[DATA]
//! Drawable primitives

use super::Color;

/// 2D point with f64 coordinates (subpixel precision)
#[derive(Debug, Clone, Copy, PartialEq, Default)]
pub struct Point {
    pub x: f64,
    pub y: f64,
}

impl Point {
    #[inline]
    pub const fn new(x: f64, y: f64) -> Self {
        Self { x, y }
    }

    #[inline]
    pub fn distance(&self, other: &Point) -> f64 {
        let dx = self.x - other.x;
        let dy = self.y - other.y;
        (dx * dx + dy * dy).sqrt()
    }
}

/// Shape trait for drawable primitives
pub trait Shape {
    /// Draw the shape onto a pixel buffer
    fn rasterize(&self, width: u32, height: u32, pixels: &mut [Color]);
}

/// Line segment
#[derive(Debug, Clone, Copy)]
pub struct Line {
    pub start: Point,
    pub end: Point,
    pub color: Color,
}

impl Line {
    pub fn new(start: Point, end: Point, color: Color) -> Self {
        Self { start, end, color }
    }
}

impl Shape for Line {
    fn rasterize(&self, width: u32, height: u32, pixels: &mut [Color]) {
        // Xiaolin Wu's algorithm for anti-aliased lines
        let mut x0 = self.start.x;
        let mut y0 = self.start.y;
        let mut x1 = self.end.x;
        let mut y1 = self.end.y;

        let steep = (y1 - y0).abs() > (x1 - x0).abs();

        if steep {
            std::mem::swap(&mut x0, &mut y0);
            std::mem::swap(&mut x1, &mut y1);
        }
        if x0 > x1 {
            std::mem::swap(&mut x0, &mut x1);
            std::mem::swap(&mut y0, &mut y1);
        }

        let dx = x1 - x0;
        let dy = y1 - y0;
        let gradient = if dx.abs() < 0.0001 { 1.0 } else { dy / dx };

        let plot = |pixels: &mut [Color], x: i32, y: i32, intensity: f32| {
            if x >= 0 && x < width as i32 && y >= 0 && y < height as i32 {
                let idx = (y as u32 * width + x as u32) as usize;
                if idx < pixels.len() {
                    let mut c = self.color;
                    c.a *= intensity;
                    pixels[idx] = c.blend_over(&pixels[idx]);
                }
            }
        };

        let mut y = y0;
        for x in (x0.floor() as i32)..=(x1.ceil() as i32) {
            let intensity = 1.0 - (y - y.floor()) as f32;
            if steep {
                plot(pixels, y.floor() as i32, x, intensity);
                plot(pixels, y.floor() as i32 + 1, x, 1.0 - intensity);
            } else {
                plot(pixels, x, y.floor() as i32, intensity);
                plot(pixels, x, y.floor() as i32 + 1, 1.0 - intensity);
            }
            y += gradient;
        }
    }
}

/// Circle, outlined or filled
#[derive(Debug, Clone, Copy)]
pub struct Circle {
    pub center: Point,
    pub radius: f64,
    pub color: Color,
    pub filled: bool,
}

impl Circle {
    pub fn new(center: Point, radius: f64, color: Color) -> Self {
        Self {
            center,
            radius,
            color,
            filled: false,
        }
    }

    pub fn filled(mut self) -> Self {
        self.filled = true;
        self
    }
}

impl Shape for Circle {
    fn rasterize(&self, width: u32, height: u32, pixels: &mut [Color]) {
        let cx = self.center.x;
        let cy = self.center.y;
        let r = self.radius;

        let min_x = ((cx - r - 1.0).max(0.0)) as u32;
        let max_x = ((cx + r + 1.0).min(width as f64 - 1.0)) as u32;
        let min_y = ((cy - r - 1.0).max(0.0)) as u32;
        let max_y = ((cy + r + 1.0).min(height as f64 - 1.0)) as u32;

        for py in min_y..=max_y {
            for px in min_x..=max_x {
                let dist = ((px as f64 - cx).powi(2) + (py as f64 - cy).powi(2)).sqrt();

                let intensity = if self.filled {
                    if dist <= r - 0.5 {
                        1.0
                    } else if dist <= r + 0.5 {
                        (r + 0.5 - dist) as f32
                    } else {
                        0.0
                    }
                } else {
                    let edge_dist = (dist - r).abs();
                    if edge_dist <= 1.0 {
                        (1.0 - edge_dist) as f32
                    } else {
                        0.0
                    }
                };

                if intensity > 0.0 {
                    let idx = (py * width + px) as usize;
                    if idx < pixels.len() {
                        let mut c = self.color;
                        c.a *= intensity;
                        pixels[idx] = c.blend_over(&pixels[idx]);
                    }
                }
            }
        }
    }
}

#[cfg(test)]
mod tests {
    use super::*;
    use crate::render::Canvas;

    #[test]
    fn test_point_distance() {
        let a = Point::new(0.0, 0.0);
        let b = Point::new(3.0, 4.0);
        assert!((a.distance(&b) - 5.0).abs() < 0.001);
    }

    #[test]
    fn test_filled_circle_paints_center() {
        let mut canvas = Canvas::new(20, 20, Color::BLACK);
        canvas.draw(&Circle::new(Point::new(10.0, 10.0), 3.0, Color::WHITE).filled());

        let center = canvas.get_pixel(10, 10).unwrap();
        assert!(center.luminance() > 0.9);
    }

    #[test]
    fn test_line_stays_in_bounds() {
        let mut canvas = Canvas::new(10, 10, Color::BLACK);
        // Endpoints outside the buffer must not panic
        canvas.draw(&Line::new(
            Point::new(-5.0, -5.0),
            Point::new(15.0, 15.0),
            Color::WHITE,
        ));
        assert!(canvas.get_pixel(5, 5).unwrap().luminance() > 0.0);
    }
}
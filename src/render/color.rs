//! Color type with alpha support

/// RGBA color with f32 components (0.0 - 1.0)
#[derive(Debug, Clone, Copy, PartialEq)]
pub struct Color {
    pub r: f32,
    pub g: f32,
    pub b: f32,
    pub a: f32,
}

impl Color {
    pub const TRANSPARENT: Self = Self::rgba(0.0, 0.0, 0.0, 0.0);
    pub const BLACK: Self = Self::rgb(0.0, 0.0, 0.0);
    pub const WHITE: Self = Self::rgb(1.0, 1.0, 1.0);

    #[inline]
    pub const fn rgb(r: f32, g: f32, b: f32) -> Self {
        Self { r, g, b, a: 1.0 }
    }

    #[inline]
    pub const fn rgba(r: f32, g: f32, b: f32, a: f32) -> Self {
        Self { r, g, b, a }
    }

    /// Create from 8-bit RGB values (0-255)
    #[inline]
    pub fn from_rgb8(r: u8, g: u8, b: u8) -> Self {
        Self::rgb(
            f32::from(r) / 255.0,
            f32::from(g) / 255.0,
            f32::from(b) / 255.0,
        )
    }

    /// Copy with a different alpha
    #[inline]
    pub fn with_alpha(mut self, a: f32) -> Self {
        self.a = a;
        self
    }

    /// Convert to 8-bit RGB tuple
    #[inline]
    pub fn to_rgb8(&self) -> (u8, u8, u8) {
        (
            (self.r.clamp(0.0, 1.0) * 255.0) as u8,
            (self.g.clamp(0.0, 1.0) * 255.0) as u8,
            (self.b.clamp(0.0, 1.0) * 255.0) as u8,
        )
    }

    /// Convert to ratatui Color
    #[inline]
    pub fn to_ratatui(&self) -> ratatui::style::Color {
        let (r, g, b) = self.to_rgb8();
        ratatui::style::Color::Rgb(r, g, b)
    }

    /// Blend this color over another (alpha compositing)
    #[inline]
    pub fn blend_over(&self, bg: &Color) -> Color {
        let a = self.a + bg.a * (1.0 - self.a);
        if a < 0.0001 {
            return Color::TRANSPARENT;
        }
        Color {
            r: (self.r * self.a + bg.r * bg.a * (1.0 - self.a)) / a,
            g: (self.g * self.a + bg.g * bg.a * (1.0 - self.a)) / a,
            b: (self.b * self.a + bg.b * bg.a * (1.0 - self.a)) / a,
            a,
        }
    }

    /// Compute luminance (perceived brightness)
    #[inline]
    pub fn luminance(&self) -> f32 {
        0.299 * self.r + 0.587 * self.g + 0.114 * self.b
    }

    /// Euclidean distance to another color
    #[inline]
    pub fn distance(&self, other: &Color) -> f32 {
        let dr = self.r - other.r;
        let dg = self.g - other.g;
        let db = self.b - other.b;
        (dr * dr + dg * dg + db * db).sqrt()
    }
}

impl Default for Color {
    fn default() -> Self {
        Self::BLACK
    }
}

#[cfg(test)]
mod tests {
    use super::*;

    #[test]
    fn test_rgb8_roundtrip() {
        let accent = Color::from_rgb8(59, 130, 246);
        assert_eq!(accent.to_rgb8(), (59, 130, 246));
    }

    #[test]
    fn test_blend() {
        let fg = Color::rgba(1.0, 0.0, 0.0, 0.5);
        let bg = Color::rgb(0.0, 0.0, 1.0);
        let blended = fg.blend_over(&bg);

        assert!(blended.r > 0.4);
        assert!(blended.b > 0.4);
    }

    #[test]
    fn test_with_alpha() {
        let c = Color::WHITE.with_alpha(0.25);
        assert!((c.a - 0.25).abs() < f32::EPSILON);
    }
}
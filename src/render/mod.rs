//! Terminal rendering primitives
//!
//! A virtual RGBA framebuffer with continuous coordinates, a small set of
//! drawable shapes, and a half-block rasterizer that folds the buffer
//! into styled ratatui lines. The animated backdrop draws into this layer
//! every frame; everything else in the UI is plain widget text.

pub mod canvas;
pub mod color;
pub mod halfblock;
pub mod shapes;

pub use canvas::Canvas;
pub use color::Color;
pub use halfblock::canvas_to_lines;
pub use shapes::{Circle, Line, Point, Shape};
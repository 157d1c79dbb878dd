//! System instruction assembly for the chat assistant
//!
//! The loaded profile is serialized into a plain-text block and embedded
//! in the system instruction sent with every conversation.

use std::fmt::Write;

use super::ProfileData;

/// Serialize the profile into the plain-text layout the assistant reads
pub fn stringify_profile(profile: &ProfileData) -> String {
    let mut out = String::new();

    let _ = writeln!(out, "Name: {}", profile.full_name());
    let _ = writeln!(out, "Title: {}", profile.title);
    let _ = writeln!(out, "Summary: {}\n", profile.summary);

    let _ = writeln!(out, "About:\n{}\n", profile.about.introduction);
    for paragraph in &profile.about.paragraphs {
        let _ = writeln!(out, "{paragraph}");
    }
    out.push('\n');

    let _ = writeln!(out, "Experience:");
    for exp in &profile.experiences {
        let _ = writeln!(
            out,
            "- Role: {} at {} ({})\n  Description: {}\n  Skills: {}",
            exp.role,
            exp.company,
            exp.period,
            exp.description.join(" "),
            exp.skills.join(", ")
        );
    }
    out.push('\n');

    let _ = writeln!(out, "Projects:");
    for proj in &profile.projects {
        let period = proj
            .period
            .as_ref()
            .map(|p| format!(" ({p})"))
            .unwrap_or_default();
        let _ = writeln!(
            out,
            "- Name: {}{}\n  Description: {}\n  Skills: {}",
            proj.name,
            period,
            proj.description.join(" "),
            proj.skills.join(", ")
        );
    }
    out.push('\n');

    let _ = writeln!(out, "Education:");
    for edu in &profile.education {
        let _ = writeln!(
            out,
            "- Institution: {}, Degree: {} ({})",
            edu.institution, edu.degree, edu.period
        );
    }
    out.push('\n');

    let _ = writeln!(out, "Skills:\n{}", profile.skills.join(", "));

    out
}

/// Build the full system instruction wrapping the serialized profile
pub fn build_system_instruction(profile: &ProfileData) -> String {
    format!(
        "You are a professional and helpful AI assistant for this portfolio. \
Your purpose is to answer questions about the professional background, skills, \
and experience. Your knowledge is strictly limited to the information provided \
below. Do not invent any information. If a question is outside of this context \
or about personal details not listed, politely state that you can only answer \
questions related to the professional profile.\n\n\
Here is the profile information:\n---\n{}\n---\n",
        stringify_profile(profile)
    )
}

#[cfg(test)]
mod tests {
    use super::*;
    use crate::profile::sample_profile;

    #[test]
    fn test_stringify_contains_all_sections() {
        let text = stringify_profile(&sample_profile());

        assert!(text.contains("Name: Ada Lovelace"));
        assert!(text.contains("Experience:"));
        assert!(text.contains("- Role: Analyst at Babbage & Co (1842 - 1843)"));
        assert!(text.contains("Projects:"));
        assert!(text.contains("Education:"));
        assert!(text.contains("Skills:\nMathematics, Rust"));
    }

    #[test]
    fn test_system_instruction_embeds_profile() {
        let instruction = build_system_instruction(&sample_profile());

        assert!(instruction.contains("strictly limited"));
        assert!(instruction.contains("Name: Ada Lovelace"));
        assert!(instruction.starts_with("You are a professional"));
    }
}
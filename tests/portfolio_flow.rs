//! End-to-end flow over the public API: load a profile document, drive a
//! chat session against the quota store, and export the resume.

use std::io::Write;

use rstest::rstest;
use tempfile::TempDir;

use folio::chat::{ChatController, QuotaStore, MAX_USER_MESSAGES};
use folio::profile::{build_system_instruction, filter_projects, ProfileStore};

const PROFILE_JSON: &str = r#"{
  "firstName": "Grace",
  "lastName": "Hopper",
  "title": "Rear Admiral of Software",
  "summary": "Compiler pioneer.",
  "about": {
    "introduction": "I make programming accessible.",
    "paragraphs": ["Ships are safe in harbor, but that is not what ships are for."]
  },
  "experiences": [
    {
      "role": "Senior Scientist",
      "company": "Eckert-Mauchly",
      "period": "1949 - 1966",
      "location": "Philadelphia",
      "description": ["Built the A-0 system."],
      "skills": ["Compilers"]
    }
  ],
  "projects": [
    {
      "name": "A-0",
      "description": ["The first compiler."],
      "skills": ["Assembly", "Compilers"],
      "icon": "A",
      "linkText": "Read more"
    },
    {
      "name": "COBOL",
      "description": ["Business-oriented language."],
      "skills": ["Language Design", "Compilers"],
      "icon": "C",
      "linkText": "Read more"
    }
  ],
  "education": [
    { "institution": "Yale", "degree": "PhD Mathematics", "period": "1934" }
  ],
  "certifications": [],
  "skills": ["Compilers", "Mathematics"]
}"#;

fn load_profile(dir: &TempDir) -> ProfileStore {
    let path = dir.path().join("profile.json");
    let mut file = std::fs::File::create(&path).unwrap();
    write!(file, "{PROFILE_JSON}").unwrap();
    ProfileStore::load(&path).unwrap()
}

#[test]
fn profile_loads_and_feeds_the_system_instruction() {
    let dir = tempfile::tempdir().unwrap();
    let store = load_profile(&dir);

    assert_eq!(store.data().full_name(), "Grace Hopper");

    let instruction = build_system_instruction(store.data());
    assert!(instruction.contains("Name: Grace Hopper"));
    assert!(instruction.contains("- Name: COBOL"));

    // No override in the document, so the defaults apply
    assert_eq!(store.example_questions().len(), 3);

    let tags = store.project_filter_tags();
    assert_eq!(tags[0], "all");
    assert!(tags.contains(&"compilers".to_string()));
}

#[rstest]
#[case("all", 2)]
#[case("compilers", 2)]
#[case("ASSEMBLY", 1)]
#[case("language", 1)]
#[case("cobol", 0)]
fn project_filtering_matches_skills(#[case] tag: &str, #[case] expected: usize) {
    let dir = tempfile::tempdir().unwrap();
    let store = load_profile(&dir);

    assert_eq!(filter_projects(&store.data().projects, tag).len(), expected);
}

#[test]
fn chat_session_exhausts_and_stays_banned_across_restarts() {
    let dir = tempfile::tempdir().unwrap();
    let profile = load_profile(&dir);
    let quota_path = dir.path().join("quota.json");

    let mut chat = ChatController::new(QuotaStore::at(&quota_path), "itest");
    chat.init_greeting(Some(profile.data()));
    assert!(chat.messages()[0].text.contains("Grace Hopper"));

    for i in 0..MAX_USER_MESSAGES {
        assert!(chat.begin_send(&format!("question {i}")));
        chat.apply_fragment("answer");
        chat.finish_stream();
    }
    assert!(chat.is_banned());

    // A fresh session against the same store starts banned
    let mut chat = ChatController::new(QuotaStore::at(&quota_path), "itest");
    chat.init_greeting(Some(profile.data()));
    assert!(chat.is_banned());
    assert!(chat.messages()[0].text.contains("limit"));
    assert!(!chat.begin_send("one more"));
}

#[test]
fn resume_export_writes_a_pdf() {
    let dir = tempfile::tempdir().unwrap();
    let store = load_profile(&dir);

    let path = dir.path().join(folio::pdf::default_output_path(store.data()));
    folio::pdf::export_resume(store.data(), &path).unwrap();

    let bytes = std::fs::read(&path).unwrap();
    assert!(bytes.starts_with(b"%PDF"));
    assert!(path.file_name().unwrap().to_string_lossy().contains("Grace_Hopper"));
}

[THE PROBLEM] Lines above that contain the string "luminance" make up the answer.

[YOUR RESPONSE]
        assert!(center.luminance() > 0.9);
        assert!(canvas.get_pixel(5, 5).unwrap().luminance() > 0.0);
    /// Compute luminance (perceived brightness)
    pub fn luminance(&self) -> f32 {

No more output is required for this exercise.